- [DATA PROVIDED]:
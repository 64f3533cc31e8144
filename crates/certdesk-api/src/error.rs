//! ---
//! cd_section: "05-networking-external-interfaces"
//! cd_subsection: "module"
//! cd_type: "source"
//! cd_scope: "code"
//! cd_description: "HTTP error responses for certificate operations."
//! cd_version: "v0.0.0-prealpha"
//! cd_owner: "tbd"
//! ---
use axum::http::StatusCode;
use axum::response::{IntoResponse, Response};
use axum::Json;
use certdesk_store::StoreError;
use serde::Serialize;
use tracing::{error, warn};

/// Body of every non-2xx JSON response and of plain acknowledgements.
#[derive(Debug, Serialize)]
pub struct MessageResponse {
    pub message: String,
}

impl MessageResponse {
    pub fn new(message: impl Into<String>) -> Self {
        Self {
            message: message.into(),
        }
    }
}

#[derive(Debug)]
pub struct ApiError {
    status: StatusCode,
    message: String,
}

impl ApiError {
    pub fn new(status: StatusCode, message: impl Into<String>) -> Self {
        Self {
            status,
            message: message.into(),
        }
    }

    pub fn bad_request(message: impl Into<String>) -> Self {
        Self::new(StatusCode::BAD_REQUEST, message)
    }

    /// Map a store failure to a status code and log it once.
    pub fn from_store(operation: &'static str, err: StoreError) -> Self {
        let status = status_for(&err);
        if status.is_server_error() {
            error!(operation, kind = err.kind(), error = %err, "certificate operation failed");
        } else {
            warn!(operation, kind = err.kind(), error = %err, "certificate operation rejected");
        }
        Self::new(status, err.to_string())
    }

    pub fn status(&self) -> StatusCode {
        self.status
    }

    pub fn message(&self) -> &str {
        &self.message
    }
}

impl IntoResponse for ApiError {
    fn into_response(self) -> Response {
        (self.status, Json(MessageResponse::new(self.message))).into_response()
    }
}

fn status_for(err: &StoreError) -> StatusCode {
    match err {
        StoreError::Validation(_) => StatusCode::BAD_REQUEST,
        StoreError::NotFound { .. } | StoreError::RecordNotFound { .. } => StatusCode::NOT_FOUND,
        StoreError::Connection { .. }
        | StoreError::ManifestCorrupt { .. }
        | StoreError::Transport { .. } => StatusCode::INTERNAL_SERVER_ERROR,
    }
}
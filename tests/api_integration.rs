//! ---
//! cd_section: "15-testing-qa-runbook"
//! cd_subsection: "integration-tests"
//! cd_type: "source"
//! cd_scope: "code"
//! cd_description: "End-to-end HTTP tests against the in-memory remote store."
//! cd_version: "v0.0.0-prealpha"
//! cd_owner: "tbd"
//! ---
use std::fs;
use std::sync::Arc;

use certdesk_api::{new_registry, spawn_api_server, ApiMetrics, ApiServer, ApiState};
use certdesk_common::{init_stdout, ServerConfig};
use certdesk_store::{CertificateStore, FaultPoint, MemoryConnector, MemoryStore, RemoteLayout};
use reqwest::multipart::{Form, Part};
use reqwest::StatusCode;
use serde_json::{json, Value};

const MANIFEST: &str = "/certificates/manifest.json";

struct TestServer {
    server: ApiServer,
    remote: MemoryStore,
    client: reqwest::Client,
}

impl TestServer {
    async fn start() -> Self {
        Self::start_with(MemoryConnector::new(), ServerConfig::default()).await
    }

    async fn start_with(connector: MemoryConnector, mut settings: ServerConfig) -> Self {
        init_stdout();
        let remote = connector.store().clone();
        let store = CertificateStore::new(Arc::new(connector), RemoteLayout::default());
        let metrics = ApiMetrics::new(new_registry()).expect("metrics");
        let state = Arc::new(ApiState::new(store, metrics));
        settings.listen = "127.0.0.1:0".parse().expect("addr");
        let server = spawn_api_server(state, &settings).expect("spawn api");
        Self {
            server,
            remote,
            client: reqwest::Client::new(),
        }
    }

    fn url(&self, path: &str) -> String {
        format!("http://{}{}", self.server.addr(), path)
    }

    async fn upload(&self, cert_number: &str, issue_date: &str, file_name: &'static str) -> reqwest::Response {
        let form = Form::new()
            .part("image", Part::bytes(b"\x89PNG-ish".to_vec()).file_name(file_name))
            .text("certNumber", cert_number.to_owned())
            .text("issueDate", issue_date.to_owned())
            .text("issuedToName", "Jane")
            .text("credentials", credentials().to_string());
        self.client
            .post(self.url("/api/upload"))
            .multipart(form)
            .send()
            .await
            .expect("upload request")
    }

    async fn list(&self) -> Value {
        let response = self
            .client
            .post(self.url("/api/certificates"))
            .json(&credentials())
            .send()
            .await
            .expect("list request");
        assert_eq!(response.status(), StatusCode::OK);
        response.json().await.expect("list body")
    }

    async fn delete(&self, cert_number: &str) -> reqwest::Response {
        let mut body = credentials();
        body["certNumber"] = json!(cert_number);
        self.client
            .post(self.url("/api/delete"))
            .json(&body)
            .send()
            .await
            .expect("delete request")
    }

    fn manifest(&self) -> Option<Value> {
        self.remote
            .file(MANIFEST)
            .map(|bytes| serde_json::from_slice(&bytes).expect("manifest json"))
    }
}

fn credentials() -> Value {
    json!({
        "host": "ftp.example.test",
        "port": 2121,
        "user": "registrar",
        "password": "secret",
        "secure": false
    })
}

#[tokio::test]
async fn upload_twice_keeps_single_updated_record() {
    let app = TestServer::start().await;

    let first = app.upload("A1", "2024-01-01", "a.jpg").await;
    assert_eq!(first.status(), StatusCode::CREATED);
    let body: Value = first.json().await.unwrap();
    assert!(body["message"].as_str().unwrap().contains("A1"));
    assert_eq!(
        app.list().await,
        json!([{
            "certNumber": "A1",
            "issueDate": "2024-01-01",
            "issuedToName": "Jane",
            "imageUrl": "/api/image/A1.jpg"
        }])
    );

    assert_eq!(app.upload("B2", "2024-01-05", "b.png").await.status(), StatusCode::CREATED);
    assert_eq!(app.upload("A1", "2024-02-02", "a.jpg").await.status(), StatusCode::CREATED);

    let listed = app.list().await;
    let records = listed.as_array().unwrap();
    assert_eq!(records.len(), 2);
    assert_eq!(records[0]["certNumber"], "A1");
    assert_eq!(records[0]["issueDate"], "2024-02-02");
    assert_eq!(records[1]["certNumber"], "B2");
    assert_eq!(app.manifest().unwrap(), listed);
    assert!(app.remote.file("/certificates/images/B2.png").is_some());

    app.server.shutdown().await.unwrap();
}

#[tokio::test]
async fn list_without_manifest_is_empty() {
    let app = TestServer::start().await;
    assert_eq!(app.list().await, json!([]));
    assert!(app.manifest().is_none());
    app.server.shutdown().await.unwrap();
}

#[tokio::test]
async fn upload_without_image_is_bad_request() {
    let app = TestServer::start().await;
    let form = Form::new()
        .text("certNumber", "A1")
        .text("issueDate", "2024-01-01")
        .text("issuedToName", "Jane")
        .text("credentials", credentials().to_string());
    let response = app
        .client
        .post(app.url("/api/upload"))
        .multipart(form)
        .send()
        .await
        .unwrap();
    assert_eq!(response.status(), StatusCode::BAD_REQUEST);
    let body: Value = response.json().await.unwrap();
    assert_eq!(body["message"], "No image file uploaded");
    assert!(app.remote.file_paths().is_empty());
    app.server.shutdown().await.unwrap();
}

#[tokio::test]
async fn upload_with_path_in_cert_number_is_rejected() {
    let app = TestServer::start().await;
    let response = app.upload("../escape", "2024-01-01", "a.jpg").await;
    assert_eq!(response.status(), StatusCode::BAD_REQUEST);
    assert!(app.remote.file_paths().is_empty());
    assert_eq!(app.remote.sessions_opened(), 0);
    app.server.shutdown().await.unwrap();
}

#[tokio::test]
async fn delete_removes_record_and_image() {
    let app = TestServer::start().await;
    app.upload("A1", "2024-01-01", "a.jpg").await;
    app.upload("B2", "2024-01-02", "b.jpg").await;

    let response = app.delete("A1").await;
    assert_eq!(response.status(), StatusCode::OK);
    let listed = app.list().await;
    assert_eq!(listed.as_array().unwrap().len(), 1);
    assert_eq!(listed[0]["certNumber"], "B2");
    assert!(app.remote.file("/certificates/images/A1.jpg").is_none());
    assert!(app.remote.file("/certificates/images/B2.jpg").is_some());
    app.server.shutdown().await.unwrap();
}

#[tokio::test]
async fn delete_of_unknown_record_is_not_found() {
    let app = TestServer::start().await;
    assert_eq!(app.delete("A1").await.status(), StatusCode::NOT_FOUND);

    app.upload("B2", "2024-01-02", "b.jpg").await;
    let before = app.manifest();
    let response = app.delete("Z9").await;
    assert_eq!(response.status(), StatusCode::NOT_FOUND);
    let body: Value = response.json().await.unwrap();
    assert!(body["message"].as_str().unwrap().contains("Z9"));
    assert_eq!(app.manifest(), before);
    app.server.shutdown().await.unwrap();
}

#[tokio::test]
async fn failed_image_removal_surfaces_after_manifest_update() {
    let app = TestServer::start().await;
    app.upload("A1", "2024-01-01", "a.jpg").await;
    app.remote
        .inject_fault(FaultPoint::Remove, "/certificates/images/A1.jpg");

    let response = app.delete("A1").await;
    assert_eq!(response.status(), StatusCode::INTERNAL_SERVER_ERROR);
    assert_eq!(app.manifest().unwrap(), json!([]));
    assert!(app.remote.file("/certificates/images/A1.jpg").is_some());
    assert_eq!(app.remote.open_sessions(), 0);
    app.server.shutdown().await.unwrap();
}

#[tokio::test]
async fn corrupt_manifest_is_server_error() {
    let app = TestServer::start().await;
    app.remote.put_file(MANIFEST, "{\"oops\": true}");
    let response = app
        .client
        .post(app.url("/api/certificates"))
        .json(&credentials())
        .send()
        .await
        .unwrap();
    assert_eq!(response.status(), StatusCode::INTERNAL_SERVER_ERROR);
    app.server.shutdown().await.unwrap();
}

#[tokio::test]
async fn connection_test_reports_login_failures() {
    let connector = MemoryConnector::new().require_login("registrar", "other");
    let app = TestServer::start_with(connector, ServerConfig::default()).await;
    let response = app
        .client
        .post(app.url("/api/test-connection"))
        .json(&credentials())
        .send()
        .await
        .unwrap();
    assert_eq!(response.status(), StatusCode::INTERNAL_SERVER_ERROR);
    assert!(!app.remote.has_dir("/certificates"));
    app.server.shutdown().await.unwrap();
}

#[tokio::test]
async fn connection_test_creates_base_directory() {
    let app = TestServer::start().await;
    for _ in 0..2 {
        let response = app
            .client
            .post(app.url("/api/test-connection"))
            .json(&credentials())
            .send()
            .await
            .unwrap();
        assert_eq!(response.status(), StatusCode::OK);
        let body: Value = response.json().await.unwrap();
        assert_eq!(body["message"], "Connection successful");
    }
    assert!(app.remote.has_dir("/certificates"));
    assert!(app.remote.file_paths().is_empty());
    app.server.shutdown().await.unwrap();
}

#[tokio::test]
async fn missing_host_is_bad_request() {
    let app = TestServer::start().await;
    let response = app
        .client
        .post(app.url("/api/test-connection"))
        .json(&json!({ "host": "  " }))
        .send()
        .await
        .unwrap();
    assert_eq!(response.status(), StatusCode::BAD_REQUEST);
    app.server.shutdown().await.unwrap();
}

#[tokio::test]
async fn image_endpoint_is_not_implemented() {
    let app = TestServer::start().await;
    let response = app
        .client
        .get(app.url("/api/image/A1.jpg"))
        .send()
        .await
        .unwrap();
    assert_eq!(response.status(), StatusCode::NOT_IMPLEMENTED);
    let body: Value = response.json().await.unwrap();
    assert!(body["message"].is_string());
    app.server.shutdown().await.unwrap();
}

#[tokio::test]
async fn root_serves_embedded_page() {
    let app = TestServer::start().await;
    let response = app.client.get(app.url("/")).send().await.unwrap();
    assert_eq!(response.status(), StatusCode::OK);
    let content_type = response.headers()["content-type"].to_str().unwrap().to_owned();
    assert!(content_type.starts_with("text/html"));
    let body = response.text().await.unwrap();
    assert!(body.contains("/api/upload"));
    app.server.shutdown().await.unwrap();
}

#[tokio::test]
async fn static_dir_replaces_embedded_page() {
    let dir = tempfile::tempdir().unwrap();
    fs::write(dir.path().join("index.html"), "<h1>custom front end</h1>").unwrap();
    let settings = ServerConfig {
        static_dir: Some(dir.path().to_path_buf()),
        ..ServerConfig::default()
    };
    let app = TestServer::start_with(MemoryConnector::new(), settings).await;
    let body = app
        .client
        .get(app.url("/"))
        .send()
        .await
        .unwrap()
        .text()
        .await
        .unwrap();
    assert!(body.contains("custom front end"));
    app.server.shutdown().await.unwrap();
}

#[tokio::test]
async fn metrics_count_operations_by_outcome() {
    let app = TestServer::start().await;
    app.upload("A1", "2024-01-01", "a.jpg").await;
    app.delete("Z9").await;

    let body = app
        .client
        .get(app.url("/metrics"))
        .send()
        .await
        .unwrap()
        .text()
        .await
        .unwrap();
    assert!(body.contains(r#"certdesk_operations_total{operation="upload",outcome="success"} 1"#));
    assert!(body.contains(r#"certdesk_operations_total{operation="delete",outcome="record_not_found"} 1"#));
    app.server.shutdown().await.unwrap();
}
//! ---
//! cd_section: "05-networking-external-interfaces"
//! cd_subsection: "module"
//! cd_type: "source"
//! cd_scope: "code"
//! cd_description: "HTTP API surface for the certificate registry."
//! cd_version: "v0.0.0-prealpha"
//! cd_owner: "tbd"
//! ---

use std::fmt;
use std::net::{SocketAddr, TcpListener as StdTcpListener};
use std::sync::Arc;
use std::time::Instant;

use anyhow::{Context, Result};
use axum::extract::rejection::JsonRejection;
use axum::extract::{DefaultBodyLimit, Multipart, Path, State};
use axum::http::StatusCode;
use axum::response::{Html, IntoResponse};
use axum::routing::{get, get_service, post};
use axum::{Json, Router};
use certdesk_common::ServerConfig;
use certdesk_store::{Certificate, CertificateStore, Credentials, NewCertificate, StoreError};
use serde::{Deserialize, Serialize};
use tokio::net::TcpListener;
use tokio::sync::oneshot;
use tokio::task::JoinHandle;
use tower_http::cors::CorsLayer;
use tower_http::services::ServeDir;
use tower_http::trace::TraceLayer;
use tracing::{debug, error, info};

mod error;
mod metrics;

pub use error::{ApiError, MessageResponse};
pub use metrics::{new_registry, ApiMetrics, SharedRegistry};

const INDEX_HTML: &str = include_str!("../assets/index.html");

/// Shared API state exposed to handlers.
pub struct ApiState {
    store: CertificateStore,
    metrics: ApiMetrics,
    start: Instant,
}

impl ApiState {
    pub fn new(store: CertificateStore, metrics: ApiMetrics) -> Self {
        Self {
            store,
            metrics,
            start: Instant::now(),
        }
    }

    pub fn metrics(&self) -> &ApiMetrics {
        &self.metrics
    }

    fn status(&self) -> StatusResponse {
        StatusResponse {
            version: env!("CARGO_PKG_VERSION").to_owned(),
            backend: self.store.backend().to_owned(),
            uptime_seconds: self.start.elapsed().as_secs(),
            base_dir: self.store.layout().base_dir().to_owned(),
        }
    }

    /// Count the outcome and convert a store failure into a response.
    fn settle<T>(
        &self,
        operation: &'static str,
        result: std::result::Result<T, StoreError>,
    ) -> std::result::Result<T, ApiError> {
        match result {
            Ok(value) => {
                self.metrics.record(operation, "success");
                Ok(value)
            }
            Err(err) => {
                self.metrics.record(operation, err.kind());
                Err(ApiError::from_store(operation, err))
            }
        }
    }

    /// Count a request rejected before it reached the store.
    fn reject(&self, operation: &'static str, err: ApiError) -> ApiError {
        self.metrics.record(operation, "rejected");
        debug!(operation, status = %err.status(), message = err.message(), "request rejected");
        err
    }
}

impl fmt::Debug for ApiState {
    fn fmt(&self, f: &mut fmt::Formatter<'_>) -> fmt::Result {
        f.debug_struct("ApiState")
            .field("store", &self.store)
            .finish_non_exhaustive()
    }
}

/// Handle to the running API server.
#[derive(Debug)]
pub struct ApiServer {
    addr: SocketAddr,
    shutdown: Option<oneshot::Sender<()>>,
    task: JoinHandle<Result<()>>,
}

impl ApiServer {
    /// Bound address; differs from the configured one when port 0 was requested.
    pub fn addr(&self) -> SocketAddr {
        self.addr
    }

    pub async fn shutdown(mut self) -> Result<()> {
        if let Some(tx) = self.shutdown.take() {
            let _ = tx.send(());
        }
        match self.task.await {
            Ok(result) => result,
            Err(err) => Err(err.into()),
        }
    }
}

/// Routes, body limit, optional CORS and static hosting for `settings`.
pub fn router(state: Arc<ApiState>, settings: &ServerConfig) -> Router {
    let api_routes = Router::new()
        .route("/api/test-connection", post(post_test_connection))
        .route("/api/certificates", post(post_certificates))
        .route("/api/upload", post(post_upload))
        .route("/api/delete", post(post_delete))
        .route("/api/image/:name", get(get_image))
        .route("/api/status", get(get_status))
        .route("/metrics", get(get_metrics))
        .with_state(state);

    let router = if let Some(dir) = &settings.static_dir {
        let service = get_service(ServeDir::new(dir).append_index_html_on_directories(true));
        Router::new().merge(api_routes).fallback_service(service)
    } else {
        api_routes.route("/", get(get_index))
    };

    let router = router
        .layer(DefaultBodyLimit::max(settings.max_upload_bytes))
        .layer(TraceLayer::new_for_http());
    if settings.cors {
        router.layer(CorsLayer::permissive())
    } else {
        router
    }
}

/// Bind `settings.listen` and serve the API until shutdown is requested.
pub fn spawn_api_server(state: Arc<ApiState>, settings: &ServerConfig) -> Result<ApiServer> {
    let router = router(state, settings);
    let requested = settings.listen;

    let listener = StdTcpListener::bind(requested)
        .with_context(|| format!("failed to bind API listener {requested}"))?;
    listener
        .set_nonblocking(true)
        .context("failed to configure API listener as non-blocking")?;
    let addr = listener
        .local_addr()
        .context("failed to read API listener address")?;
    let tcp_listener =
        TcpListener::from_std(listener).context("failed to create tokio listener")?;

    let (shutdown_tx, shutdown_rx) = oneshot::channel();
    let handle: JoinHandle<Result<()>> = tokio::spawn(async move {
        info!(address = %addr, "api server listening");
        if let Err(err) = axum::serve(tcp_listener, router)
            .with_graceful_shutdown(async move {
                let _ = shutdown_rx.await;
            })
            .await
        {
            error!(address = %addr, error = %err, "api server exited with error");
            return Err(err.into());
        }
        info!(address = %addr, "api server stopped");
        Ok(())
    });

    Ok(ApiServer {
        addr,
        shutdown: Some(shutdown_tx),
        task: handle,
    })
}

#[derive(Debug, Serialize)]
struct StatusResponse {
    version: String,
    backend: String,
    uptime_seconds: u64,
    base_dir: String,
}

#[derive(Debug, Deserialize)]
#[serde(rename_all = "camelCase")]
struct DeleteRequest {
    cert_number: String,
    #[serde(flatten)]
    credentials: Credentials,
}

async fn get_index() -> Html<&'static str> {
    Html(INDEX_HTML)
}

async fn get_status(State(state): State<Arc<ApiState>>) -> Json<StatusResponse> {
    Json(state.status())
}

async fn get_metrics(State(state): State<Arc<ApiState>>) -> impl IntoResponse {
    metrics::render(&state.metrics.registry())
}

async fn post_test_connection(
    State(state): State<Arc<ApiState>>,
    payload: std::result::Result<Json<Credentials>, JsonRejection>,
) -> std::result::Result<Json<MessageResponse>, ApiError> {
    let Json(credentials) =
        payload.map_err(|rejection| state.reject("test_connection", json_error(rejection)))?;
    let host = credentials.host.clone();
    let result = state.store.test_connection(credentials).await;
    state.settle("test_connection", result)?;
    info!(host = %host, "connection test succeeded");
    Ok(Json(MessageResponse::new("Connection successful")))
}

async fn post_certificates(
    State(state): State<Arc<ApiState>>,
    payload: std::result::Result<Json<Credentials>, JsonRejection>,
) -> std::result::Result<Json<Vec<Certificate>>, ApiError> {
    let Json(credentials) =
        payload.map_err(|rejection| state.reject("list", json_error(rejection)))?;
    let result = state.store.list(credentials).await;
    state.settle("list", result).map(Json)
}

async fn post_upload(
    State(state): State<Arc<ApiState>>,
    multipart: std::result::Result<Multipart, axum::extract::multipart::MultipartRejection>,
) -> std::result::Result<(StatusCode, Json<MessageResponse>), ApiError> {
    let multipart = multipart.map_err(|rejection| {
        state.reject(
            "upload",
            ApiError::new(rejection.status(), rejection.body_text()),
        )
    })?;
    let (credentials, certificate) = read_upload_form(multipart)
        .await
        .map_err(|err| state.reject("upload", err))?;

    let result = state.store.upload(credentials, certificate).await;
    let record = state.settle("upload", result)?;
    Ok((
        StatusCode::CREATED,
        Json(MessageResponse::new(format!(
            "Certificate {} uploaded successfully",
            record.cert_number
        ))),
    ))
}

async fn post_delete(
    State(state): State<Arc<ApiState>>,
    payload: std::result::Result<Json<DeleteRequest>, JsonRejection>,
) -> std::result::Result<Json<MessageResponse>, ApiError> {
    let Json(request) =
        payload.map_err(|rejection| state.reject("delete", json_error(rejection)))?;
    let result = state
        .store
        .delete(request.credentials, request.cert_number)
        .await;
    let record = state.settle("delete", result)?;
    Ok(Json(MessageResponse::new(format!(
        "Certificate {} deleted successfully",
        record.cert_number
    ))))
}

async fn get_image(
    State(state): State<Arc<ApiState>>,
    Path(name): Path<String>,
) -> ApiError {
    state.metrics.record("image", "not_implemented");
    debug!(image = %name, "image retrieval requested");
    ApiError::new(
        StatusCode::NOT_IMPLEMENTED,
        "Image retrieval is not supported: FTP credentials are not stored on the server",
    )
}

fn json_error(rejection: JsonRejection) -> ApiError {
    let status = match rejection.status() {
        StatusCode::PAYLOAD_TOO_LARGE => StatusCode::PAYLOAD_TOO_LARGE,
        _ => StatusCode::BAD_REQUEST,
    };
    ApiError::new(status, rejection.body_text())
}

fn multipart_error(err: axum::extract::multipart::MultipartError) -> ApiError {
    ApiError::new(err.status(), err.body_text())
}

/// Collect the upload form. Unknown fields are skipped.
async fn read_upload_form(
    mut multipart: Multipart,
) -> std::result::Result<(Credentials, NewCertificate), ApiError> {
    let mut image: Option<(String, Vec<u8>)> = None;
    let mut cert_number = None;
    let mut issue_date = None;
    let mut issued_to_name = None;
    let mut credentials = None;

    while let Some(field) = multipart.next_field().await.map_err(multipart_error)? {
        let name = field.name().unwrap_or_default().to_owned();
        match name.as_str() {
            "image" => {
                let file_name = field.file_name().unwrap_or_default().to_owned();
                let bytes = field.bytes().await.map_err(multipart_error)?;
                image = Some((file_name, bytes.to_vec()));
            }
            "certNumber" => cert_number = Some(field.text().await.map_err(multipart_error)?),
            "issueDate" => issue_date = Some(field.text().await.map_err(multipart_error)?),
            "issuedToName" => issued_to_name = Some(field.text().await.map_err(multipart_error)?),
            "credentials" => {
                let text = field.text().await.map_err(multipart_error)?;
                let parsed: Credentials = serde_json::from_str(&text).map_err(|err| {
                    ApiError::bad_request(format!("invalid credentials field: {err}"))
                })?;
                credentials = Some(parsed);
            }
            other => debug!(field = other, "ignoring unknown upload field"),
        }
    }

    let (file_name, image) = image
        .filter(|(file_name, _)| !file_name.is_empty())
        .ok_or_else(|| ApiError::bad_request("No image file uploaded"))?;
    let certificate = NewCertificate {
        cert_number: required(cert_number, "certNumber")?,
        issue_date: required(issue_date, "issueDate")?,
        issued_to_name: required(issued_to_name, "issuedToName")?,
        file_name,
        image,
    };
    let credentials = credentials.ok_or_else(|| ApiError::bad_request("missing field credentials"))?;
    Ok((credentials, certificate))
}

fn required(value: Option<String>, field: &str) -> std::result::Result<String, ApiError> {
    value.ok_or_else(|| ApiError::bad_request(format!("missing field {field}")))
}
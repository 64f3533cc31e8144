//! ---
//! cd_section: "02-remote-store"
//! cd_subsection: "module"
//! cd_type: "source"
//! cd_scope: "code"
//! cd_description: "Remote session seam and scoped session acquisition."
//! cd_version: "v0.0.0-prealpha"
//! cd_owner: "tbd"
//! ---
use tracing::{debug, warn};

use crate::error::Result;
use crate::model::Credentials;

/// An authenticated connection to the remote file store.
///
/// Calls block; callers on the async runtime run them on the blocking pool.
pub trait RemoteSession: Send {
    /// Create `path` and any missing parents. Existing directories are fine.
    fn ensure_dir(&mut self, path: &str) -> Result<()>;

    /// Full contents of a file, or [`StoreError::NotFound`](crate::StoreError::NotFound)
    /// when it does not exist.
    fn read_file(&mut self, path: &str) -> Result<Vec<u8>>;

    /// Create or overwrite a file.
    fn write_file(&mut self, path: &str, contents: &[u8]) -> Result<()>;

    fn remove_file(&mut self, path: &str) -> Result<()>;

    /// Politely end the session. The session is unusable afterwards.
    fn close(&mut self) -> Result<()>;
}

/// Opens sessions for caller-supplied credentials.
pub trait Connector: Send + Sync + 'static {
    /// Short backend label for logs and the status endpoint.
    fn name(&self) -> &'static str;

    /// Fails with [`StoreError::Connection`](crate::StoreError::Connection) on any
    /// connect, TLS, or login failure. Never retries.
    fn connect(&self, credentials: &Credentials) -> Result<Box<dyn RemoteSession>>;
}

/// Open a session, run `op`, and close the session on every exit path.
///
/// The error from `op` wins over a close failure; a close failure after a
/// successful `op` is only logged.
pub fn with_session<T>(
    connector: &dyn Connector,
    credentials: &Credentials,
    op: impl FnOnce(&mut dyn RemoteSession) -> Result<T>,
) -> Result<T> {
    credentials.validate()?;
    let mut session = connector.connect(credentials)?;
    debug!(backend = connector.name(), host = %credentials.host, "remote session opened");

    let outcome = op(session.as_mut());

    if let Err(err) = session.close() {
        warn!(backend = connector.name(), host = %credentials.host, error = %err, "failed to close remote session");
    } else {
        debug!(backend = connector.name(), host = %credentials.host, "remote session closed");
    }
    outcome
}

- [TASK TO COMPLETE]: Set the entries down again exactly, beginning with their first line and ending with the line that contains "use axum::Json;"; omit all other lines.

- [TASK RESPONSE]:
repository 64f3533cc31e8144
filename crates/certdesk-api/src/error.rs
//! ---
//! cd_section: "05-networking-external-interfaces"
//! cd_subsection: "module"
//! cd_type: "source"
//! cd_scope: "code"
//! cd_description: "HTTP error responses for certificate operations."
//! cd_version: "v0.0.0-prealpha"
//! cd_owner: "tbd"
//! ---
use axum::http::StatusCode;
use axum::response::{IntoResponse, Response};
use axum::Json;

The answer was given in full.